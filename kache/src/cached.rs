//! The get-or-compute controller.
//!
//! Every call walks the same path regardless of backend:
//!
//! ```text
//! START -> KEY_DERIVED -> BACKEND_OPEN -> { HIT | MISS -> COMPUTED } -> BACKEND_CLOSED -> DONE
//! ```
//!
//! `BACKEND_OPEN` is only ever left through `BACKEND_CLOSED`; the scope guard
//! in [`crate::scope`] closes the handle even when the computation fails.
//!
//! # Concurrency
//!
//! Under [`CallPolicy::Concurrent`] nothing is locked around the
//! contains / compute / set sequence: two threads missing on the same key may
//! both compute and both write, and the later write wins. Use
//! [`CallPolicy::Serialized`] to compute each key at most once per
//! `CachedComputation`. The serializing lock is re-entrant, so a computation
//! may call itself (recursive memoization) on the same thread; a recursive
//! call made from another thread it waits on will deadlock. Neither policy
//! coordinates across processes.

use std::fmt;
use std::sync::{Arc, PoisonError, RwLock};

use chrono::Utc;
use kache_core::{
    derive_key, BoxError, CacheKey, CacheOptions, CallArgs, CallPolicy, KacheError, KacheResult,
    KeyError, KeyStrategy, ParameterSet, Signature, StorageError,
};
use kache_storage::{open_backend, MemoryBackend, StorageBackend};
use parking_lot::ReentrantMutex;
use serde::de::DeserializeOwned;
use serde::Serialize;

use crate::scope::OpenBackend;
use crate::stats::{CacheStats, CallInfo, CallOutcome, StatsCounters};

type Computation<R> = dyn Fn(&ParameterSet) -> Result<R, BoxError> + Send + Sync;

/// A computation wrapped with a result cache.
///
/// Owns the hit/miss counters and call diagnostics for that computation.
/// The backend is shared through an `Arc`, so several computations can store
/// into one backend; keys are namespaced by computation name.
///
/// # Example
///
/// ```ignore
/// use kache::{cache, CallArgs, Signature};
///
/// let f = cache("f", Signature::new().param("a").param_with_default("b", 2))
///     .build(|p| Ok(p.get_as::<i64>("a")? * p.get_as::<i64>("b")?))?;
///
/// assert_eq!(f.call(&CallArgs::new().arg(1))?, 2);
/// assert_eq!(f.stats().computed, 1);
/// ```
pub struct CachedComputation<R> {
    name: String,
    signature: Signature,
    key_strategy: KeyStrategy,
    policy: CallPolicy,
    backend: Arc<dyn StorageBackend>,
    computation: Box<Computation<R>>,
    stats: StatsCounters,
    info: RwLock<CallInfo>,
    serial: ReentrantMutex<()>,
}

impl<R> CachedComputation<R>
where
    R: Serialize + DeserializeOwned,
{
    /// Build backend, key strategy and policy from `options`.
    pub fn from_options<F>(
        name: impl Into<String>,
        signature: Signature,
        options: &CacheOptions,
        computation: F,
    ) -> KacheResult<Self>
    where
        F: Fn(&ParameterSet) -> Result<R, BoxError> + Send + Sync + 'static,
    {
        CachedComputationBuilder::new(name, signature)
            .options(options)?
            .build(computation)
    }

    /// Bind `args` against the signature, then get or compute.
    pub fn call(&self, args: &CallArgs) -> KacheResult<R> {
        let params = self.signature.bind(args)?;
        self.call_with_params(&params)
    }

    /// Get or compute for an already complete parameter set.
    pub fn call_with_params(&self, params: &ParameterSet) -> KacheResult<R> {
        let _serial = match self.policy {
            CallPolicy::Serialized => Some(self.serial.lock()),
            CallPolicy::Concurrent => None,
        };

        let key = derive_key(&self.name, params, &self.key_strategy)?;
        self.write_info(|info| {
            info.last_hash = Some(key.clone());
            info.last_outcome = None;
            info.last_call_at = Some(Utc::now());
        });

        let mut scope = OpenBackend::open(self.backend.as_ref())?;

        let outcome = if scope.contains(&key)? {
            CallOutcome::Hit
        } else {
            CallOutcome::Miss
        };
        self.stats.record(outcome);
        self.write_info(|info| info.last_outcome = Some(outcome));

        if outcome == CallOutcome::Miss {
            let result = (self.computation)(params)
                .map_err(|e| KacheError::computation(self.name.as_str(), e))?;
            let value = serde_json::to_value(&result).map_err(|e| StorageError::Codec {
                key: key.to_string(),
                reason: e.to_string(),
            })?;
            scope.set(&key, &value)?;
        }

        // Callers see what the backend returns, not the value just computed.
        let stored = scope.get(&key).inspect_err(|e| {
            if matches!(e, KacheError::Storage(StorageError::MissingEntry { .. })) {
                tracing::error!(
                    computation = %self.name,
                    key = %key,
                    "Entry missing right after contains/set"
                );
            }
        })?;
        scope.close()?;

        tracing::debug!(
            computation = %self.name,
            key = %key,
            outcome = %outcome,
            "Cache call"
        );

        let result = serde_json::from_value(stored).map_err(|e| StorageError::Codec {
            key: key.to_string(),
            reason: e.to_string(),
        })?;
        Ok(result)
    }
}

impl<R> CachedComputation<R> {
    pub fn name(&self) -> &str {
        &self.name
    }

    pub fn signature(&self) -> &Signature {
        &self.signature
    }

    pub fn key_strategy(&self) -> &KeyStrategy {
        &self.key_strategy
    }

    pub fn policy(&self) -> CallPolicy {
        self.policy
    }

    /// The backend this computation stores into.
    pub fn backend(&self) -> &Arc<dyn StorageBackend> {
        &self.backend
    }

    /// Current hit/miss counters.
    pub fn stats(&self) -> CacheStats {
        self.stats.snapshot()
    }

    /// Diagnostics about the most recent call.
    pub fn info(&self) -> CallInfo {
        self.info
            .read()
            .unwrap_or_else(PoisonError::into_inner)
            .clone()
    }

    /// Key derived by the most recent call.
    pub fn last_key(&self) -> Option<CacheKey> {
        self.info().last_hash
    }

    /// Key this computation would use for `params`.
    pub fn key_for(&self, params: &ParameterSet) -> KacheResult<CacheKey> {
        Ok(derive_key(&self.name, params, &self.key_strategy)?)
    }

    fn write_info(&self, update: impl FnOnce(&mut CallInfo)) {
        let mut info = self.info.write().unwrap_or_else(PoisonError::into_inner);
        update(&mut info);
    }
}

impl<R> fmt::Debug for CachedComputation<R> {
    fn fmt(&self, f: &mut fmt::Formatter<'_>) -> fmt::Result {
        f.debug_struct("CachedComputation")
            .field("name", &self.name)
            .field("key_strategy", &self.key_strategy)
            .field("policy", &self.policy)
            .field("backend", &self.backend.location())
            .field("stats", &self.stats())
            .finish()
    }
}

/// Start building a cached computation called `name`.
pub fn cache(name: impl Into<String>, signature: Signature) -> CachedComputationBuilder {
    CachedComputationBuilder::new(name, signature)
}

/// Builder for [`CachedComputation`].
pub struct CachedComputationBuilder {
    name: String,
    signature: Signature,
    backend: Option<Arc<dyn StorageBackend>>,
    key_strategy: KeyStrategy,
    policy: CallPolicy,
}

impl CachedComputationBuilder {
    pub fn new(name: impl Into<String>, signature: Signature) -> Self {
        Self {
            name: name.into(),
            signature,
            backend: None,
            key_strategy: KeyStrategy::default(),
            policy: CallPolicy::default(),
        }
    }

    /// Store into `backend`. Defaults to a fresh [`MemoryBackend`].
    pub fn backend(mut self, backend: Arc<dyn StorageBackend>) -> Self {
        self.backend = Some(backend);
        self
    }

    pub fn key_strategy(mut self, strategy: KeyStrategy) -> Self {
        self.key_strategy = strategy;
        self
    }

    pub fn policy(mut self, policy: CallPolicy) -> Self {
        self.policy = policy;
        self
    }

    /// Apply configured backend, key strategy and policy.
    pub fn options(mut self, options: &CacheOptions) -> KacheResult<Self> {
        options.validate()?;
        self.backend = Some(open_backend(&options.backend)?);
        self.key_strategy = options.key.to_strategy();
        self.policy = options.policy;
        Ok(self)
    }

    /// Wrap a fallible computation.
    pub fn build<R, F>(self, computation: F) -> KacheResult<CachedComputation<R>>
    where
        R: Serialize + DeserializeOwned,
        F: Fn(&ParameterSet) -> Result<R, BoxError> + Send + Sync + 'static,
    {
        if self.name.is_empty() {
            return Err(KeyError::EmptyName.into());
        }
        let backend = self
            .backend
            .unwrap_or_else(|| Arc::new(MemoryBackend::new()));

        Ok(CachedComputation {
            name: self.name,
            signature: self.signature,
            key_strategy: self.key_strategy,
            policy: self.policy,
            backend,
            computation: Box::new(computation),
            stats: StatsCounters::default(),
            info: RwLock::new(CallInfo::default()),
            serial: ReentrantMutex::new(()),
        })
    }

    /// Wrap a computation that cannot fail.
    pub fn build_infallible<R, F>(self, computation: F) -> KacheResult<CachedComputation<R>>
    where
        R: Serialize + DeserializeOwned,
        F: Fn(&ParameterSet) -> R + Send + Sync + 'static,
    {
        self.build(move |params| Ok(computation(params)))
    }
}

---

▶ [Assignment]:
Reproduce exactly the stretch of the material above that starts at the line with "info.last_outcome = None;" and ends at the line with "if outcome == CallOutcome::Miss", both included, and nothing else.

▶ [Task response]:
            info.last_outcome = None;
            info.last_call_at = Some(Utc::now());
        });

        let mut scope = OpenBackend::open(self.backend.as_ref())?;

        let outcome = if scope.contains(&key)? {
            CallOutcome::Hit
        } else {
            CallOutcome::Miss
        };
        self.stats.record(outcome);
        self.write_info(|info| info.last_outcome = Some(outcome));

        if outcome == CallOutcome::Miss {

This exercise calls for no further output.